BRIEF: From the line with "let results = top.results;" to the line with "let not_found = ||", retype every line exactly, including those two, and leave out the rest of the data below.

* * *

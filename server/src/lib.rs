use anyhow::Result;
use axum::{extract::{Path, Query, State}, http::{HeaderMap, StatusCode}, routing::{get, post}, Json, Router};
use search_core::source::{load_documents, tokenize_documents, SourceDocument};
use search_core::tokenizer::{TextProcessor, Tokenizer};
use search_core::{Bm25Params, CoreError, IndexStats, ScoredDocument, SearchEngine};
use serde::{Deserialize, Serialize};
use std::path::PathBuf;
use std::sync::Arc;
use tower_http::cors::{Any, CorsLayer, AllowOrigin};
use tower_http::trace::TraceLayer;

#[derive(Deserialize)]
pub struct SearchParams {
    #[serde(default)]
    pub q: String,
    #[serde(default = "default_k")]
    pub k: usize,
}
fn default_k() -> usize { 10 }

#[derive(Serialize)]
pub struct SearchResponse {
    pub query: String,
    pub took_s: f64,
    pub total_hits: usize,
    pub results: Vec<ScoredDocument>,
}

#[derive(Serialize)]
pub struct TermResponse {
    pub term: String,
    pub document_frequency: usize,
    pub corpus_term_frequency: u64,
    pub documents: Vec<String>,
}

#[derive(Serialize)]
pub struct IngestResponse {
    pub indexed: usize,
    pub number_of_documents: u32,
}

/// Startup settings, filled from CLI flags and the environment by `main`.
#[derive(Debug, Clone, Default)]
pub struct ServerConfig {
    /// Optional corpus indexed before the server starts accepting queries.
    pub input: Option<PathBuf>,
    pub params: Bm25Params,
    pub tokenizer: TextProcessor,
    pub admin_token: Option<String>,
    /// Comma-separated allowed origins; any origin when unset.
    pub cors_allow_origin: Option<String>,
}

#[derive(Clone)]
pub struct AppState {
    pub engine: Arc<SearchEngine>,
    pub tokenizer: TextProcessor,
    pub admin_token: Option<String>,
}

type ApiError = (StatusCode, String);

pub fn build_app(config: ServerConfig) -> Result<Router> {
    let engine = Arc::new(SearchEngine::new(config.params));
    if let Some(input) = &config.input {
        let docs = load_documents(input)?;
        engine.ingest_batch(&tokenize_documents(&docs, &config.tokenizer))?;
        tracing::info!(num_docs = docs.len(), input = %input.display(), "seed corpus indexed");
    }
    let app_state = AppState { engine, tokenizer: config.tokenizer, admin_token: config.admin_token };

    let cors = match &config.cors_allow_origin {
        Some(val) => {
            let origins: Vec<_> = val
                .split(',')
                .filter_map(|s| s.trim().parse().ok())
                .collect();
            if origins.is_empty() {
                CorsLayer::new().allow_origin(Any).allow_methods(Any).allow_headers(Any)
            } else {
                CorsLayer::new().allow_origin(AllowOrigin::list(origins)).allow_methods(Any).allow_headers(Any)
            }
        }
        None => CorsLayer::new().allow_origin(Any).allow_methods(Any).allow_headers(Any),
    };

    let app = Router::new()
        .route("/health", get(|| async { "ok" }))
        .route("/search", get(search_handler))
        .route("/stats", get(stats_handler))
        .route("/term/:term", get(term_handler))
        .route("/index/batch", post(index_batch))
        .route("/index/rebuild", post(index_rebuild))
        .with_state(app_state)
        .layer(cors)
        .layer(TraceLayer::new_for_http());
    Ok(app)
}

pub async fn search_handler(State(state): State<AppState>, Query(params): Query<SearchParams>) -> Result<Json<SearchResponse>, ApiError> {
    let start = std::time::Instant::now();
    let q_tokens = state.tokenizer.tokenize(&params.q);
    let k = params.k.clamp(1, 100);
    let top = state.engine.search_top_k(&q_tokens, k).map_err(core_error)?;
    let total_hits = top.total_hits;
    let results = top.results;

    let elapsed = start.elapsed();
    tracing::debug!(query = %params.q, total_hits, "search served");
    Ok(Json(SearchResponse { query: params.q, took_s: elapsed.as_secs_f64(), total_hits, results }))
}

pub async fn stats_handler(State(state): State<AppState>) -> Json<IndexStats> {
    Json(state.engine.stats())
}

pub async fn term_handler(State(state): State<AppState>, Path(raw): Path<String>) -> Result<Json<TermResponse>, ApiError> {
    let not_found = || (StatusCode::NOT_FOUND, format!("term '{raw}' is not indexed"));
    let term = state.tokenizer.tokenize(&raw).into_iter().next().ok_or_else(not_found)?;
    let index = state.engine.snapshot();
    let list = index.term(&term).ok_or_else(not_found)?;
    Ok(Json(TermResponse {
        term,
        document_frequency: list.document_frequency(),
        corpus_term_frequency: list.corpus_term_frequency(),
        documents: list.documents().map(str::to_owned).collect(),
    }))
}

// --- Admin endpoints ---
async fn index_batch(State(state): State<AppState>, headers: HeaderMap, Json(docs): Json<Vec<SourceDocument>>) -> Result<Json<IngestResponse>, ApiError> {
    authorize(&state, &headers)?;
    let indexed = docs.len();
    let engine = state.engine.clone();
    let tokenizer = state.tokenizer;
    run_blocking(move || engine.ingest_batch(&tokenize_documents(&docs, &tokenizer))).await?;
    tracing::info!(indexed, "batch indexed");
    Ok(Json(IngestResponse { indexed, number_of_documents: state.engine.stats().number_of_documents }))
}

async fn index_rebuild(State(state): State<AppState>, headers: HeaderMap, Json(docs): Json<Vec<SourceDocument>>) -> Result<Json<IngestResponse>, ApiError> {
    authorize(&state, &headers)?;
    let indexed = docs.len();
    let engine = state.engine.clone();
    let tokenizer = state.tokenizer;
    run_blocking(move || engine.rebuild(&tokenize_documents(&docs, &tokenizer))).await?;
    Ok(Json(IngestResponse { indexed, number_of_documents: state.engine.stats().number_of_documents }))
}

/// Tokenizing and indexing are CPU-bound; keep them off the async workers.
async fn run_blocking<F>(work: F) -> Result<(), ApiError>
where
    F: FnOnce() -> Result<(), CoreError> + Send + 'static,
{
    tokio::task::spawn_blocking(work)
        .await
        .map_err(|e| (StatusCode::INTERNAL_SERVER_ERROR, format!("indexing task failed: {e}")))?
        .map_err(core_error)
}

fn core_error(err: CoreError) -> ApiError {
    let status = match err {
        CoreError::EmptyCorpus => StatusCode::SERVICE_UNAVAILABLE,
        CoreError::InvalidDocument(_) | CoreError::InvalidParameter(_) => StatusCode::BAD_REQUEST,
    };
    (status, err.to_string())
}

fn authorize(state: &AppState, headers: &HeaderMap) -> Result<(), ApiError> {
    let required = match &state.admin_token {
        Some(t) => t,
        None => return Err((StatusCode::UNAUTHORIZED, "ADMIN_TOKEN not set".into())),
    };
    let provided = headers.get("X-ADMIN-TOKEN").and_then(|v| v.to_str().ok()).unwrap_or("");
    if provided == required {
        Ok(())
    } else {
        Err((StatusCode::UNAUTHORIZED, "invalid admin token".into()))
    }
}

* * *

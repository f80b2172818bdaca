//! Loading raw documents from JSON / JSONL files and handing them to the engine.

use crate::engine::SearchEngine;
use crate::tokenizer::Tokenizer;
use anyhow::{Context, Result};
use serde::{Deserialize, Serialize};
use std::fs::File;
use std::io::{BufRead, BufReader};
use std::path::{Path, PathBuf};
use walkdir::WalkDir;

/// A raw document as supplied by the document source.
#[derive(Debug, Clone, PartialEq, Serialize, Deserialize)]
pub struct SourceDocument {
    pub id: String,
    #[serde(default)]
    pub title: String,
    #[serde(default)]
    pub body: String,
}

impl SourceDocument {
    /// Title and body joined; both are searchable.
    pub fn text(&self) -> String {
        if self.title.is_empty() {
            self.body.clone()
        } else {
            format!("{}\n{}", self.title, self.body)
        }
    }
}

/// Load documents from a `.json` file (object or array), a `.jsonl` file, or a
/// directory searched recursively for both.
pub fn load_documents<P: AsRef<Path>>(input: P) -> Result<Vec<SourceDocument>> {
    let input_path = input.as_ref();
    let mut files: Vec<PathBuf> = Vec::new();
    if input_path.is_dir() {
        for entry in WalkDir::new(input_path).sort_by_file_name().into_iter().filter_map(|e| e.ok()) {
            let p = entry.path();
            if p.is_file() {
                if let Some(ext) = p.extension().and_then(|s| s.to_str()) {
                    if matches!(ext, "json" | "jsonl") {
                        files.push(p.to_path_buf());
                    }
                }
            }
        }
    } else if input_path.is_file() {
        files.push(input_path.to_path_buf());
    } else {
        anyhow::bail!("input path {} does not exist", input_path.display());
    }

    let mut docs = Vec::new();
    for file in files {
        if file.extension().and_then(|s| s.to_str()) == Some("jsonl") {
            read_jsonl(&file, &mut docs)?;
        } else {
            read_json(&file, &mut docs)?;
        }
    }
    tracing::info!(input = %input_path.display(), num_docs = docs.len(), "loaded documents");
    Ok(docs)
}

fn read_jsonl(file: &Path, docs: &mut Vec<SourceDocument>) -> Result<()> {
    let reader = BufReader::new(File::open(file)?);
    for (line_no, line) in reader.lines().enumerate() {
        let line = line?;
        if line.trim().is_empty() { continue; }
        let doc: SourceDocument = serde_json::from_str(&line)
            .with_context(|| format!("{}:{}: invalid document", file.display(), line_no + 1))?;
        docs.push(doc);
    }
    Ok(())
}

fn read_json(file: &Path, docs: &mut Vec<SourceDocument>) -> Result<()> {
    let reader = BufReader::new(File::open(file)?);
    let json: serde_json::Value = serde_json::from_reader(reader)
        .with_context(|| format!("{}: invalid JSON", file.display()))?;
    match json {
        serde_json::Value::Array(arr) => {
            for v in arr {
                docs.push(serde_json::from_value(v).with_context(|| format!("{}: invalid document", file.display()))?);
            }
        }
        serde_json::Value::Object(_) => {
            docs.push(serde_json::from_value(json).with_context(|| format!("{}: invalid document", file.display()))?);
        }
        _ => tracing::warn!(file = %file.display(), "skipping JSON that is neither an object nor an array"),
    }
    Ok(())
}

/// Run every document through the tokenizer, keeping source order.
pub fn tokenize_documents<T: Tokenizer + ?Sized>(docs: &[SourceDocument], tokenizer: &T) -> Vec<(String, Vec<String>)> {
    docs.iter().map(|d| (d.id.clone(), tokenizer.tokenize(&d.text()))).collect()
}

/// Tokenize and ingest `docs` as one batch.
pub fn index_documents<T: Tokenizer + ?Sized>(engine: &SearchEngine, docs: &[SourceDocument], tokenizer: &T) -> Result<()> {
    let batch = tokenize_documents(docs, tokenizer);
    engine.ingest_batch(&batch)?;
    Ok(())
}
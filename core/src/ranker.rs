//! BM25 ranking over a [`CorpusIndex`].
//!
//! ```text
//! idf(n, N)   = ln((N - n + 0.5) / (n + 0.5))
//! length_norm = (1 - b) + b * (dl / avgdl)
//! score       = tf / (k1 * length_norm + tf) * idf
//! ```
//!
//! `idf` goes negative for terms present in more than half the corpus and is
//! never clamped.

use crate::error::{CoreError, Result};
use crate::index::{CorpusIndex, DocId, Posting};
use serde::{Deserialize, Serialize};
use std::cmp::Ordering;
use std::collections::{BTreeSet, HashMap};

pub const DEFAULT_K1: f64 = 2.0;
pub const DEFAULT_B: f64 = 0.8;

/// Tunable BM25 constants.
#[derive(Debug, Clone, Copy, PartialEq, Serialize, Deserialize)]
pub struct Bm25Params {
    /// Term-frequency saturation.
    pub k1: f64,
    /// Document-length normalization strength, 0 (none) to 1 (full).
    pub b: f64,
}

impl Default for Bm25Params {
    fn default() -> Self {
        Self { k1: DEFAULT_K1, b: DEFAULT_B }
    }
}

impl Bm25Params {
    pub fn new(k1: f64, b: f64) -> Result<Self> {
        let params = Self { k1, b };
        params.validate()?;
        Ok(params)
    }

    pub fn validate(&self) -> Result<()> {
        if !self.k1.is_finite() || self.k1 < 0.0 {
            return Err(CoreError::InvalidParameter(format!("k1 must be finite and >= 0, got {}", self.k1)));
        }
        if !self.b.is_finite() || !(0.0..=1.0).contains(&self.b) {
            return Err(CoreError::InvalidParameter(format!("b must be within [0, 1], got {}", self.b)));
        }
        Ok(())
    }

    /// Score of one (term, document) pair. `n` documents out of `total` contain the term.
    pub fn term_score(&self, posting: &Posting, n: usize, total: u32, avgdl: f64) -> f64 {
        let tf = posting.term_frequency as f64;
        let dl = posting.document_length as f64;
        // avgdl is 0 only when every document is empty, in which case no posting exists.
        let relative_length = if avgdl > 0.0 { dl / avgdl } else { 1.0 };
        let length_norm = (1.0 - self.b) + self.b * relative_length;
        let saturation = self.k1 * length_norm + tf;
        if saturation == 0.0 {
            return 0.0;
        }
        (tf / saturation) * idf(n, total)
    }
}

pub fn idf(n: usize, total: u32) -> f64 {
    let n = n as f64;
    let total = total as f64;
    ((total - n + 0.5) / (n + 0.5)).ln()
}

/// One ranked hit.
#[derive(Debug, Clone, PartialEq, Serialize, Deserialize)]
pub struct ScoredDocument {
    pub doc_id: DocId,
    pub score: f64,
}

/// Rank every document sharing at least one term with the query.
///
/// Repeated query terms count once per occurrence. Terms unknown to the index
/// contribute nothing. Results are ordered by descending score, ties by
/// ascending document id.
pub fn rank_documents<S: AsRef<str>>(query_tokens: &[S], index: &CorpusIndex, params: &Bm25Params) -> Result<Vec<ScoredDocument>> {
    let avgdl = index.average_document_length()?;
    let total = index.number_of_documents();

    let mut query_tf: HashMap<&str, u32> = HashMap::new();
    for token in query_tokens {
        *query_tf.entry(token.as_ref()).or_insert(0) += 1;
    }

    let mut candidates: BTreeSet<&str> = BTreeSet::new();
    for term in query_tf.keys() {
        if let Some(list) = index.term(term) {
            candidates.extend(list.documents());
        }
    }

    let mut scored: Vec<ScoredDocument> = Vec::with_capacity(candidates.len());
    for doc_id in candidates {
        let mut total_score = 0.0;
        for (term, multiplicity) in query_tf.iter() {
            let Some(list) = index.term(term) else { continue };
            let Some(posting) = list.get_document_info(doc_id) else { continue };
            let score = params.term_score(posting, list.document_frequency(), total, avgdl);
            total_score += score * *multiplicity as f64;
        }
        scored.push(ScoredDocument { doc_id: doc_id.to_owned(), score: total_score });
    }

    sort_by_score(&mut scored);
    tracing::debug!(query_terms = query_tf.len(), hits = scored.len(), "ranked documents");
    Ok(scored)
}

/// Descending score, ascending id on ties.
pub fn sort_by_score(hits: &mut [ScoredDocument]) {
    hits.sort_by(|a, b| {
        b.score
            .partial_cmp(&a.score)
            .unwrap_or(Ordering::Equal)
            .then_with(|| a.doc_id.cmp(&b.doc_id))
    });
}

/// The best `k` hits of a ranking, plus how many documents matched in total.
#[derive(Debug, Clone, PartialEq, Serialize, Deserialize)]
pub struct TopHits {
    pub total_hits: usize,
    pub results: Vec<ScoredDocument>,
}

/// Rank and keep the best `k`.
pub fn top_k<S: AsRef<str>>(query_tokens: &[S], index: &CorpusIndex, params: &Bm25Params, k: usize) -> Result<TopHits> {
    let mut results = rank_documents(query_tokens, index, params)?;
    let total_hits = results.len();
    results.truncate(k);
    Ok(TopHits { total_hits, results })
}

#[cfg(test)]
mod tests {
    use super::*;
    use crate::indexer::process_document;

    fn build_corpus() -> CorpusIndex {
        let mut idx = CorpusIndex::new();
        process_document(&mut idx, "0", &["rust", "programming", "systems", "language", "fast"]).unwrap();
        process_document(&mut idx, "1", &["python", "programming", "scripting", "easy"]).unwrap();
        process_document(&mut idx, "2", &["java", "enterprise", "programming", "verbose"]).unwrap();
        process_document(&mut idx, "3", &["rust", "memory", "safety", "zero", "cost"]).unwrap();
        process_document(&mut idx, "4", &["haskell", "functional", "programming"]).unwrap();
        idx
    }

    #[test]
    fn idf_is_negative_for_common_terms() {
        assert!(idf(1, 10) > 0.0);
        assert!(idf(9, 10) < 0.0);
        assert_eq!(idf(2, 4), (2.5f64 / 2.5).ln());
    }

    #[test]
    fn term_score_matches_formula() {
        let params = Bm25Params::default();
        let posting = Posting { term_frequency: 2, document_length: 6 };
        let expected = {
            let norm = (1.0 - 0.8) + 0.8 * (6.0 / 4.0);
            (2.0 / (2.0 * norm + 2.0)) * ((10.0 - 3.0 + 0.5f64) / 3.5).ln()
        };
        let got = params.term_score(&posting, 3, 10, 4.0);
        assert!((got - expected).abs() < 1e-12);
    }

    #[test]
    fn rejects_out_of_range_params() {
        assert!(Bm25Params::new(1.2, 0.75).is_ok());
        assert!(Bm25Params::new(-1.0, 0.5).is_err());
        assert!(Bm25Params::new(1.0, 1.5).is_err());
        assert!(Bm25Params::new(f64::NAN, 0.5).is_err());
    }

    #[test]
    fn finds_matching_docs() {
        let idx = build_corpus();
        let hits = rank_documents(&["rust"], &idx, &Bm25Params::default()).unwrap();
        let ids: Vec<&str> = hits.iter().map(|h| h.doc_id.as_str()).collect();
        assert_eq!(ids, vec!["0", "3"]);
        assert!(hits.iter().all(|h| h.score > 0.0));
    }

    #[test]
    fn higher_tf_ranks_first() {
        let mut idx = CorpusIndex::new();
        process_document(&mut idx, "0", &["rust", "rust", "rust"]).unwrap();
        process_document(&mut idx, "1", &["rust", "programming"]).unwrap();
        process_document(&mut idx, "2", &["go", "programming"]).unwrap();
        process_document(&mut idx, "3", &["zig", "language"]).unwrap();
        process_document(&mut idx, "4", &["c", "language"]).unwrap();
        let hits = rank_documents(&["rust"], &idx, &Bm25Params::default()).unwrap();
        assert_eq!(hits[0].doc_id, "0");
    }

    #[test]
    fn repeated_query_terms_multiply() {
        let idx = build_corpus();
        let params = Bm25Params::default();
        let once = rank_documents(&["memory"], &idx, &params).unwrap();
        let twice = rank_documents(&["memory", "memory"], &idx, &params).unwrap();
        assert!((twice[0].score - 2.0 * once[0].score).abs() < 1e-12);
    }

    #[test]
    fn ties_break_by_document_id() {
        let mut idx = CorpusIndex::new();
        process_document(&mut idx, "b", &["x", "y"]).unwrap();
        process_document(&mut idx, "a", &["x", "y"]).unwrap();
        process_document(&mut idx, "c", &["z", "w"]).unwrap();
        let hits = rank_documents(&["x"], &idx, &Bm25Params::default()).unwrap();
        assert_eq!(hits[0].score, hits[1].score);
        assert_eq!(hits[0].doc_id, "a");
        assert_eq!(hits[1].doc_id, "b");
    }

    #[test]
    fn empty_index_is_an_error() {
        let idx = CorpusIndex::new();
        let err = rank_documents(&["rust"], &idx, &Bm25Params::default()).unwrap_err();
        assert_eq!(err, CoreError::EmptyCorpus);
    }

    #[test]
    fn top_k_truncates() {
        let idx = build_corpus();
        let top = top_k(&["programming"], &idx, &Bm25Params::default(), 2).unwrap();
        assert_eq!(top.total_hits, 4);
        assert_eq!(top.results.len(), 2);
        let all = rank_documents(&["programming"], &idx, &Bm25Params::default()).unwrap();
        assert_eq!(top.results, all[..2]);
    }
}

* * *

WORKED SOLUTION:
    let results = top.results;

    let elapsed = start.elapsed();
    tracing::debug!(query = %params.q, total_hits, "search served");
    Ok(Json(SearchResponse { query: params.q, took_s: elapsed.as_secs_f64(), total_hits, results }))
}

pub async fn stats_handler(State(state): State<AppState>) -> Json<IndexStats> {
    Json(state.engine.stats())
}

pub async fn term_handler(State(state): State<AppState>, Path(raw): Path<String>) -> Result<Json<TermResponse>, ApiError> {
    let not_found = || (StatusCode::NOT_FOUND, format!("term '{raw}' is not indexed"));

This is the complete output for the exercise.